African childA local non-profit organization is gearing up for a fundraising event that will help build schools in communities in Africa that need it.
To: Africa From: U.S. (TAFU), founded by Cedar Springs High School science teacher Mary Fournier, has built a dorm, computer lab, a well, and a water tank since its inception in 2009. It has also provided text books and school supplies for schools and mattresses and medical supplies for medical clinics. The next thing TAFU aims to do is build a school building with three functional classrooms for a school in desperate need of them.
“The school that needs it has over 150 students and just 2 classrooms that are not much bigger than a dorm room,” explained Fournier. “The school is for children ages 3-8. It is one of the only schools in the area that does not turn away students with special needs. They have built temporary classrooms from branches and tarps. These rooms are even smaller than a dorm room and they fit about 30 children each with no desks.”
Fournier said they only need $10,000 more to build a school building (it costs $14,000) and they hope to raise it February 1-14 with their Miles to Uganda challenge. Some students, as well as some staff will be making the effort to cover the distance between Cedar Springs and Uganda, 7582.4 miles. Participants will be finding people to sponsor them and then covering as much distance as they can, anyway they can—running, walking, sledding, shopping etc.
At the High School, Fournier said students are getting involved in different ways. Every t-shirt bought raises $5 for the cause. The girls basketball program will be donating money through the miles it covers on the court at their Feb.8 home game to the cause. “This will total more than 200 miles on that night alone,” she noted.
On Feb. 11, following the home basketball games against Coopersville, there will be a dance at the school where some of the proceeds will go to the cause as well.
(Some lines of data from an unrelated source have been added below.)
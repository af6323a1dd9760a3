//! Persisted snapshot of the last verified identity.
//!
//! Every operation is best-effort: storage failures and unreadable snapshots
//! are logged and behave like a cache miss or a skipped write.

use crate::identity::Identity;
use crate::storage::KeyValueStore;
use std::sync::Arc;
use tracing::{debug, warn};

/// Storage key holding the serialized identity
pub const USER_STORAGE_KEY: &str = "auth_user";

/// Identity cache over a [`KeyValueStore`]
#[derive(Debug, Clone)]
pub struct SessionCache {
    store: Arc<dyn KeyValueStore>,
    key: String,
}

impl SessionCache {
    /// Cache stored under [`USER_STORAGE_KEY`]
    #[must_use]
    pub fn new(store: Arc<dyn KeyValueStore>) -> Self {
        Self::with_key(store, USER_STORAGE_KEY)
    }

    /// Cache stored under a custom key
    #[must_use]
    pub fn with_key(store: Arc<dyn KeyValueStore>, key: impl Into<String>) -> Self {
        Self {
            store,
            key: key.into(),
        }
    }

    /// Last saved identity, if any
    pub async fn load(&self) -> Option<Identity> {
        let raw = match self.store.get(&self.key).await {
            Ok(Some(raw)) => raw,
            Ok(None) => return None,
            Err(e) => {
                warn!("Failed to read cached identity: {}", e);
                return None;
            }
        };

        match serde_json::from_str(&raw) {
            Ok(identity) => Some(identity),
            Err(e) => {
                warn!("Ignoring unreadable cached identity: {}", e);
                None
            }
        }
    }

    /// Replace the cached identity
    pub async fn save(&self, identity: &Identity) {
        let raw = match serde_json::to_string(identity) {
            Ok(raw) => raw,
            Err(e) => {
                warn!("Failed to serialize identity: {}", e);
                return;
            }
        };

        match self.store.set(&self.key, &raw).await {
            Ok(()) => debug!("Cached identity {}", identity.id),
            Err(e) => warn!("Failed to cache identity: {}", e),
        }
    }

    /// Forget the cached identity
    pub async fn clear(&self) {
        if let Err(e) = self.store.remove(&self.key).await {
            warn!("Failed to clear cached identity: {}", e);
        }
    }
}
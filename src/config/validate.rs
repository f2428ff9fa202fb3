//! Configuration validation.

use crate::config::{Config, DownSampleConfig};
use crate::error::{Error, Result};

/// Validate the entire configuration.
pub fn validate_config(config: &Config) -> Result<()> {
    validate_down_sample(&config.down_sample)?;
    Ok(())
}

/// Validate down-sampling settings.
fn validate_down_sample(down_sample: &DownSampleConfig) -> Result<()> {
    if down_sample.factor == 0 {
        return Err(Error::ConfigValidation {
            message: "down_sample.factor must be at least 1".to_string(),
        });
    }

    Ok(())
}

#[cfg(test)]
mod tests {
    use super::*;

    #[test]
    fn test_default_config_is_valid() {
        assert!(validate_config(&Config::default()).is_ok());
    }

    #[test]
    fn test_zero_factor_is_rejected() {
        let config = Config {
            down_sample: DownSampleConfig { factor: 0 },
            ..Config::default()
        };
        assert!(matches!(
            validate_config(&config),
            Err(Error::ConfigValidation { .. })
        ));
    }
}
Each hour that someone dances counts as 3 miles. “Cedar students could easily cover over 500 miles at this dance in only a few hours,” said Fournier.
Fournier said she thinks it’s powerful for our students in Cedar Springs to know that their peers half-way around the globe are fighting for a chance at education while we often take it for granted here.
“We, as Cedar Springs, have an opportunity to reach out and make a world of difference to a few hundred children in Africa,” remarked Fournier. “I will watch them build this building this summer as I travel there. The mark I would love to leave there is a big Red Hawk on the side of the school knowing that the great people of Cedar Springs cared enough to make this happen.”
The public can also become involved. To find out more or to register for the hour-long challenge to be held at a local Greenville fitness club on February 5, check out their website at http://2africafromus.com/agenda.html.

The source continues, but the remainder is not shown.